:: What this task involves ::
Go through the listing below and show each line that has the word "BoolData".

Records for processing below:

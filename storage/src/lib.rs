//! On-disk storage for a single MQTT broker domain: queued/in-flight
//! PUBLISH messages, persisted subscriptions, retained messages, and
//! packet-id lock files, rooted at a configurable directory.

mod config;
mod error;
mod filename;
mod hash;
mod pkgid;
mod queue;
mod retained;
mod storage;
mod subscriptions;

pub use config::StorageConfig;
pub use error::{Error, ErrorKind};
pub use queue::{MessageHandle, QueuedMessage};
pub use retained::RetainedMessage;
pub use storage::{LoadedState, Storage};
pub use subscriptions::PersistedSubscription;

End of Records for processing.
Records for processing below:

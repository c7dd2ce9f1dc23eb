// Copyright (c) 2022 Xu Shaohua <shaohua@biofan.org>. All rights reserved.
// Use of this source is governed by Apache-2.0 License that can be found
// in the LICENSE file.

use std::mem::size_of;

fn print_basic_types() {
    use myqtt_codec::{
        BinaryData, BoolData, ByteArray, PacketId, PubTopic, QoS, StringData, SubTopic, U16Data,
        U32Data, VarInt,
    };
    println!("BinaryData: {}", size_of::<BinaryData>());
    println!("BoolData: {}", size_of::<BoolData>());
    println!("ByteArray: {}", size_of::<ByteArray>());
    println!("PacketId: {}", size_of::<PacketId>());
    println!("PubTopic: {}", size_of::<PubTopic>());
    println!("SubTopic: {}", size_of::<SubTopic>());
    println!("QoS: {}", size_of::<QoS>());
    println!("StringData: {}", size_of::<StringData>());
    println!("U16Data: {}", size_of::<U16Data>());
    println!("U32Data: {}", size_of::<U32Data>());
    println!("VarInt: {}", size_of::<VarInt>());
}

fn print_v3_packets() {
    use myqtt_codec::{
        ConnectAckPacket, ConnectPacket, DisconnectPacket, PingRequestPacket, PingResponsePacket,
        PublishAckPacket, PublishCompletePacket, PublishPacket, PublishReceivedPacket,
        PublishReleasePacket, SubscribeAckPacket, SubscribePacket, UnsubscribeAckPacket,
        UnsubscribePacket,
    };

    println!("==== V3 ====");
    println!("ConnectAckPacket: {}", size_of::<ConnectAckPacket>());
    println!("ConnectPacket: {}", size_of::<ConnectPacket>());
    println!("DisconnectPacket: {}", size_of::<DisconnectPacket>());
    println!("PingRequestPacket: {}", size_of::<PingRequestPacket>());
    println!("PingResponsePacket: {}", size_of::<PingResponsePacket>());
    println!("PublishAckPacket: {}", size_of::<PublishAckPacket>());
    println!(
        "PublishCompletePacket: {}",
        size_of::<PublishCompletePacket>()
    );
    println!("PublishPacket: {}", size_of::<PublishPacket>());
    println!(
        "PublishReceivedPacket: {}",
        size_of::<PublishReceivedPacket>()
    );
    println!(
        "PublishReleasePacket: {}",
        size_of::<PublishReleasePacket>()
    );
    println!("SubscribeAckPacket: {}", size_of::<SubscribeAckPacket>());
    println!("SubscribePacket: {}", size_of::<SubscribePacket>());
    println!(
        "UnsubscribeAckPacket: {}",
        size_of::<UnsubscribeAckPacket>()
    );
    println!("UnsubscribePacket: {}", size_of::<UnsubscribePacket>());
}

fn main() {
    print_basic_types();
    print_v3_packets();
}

End of Records for processing.

:: Exercise output ::
        BinaryData, BoolData, ByteArray, PacketId, PubTopic, QoS, StringData, SubTopic, U16Data,
    println!("BoolData: {}", size_of::<BoolData>());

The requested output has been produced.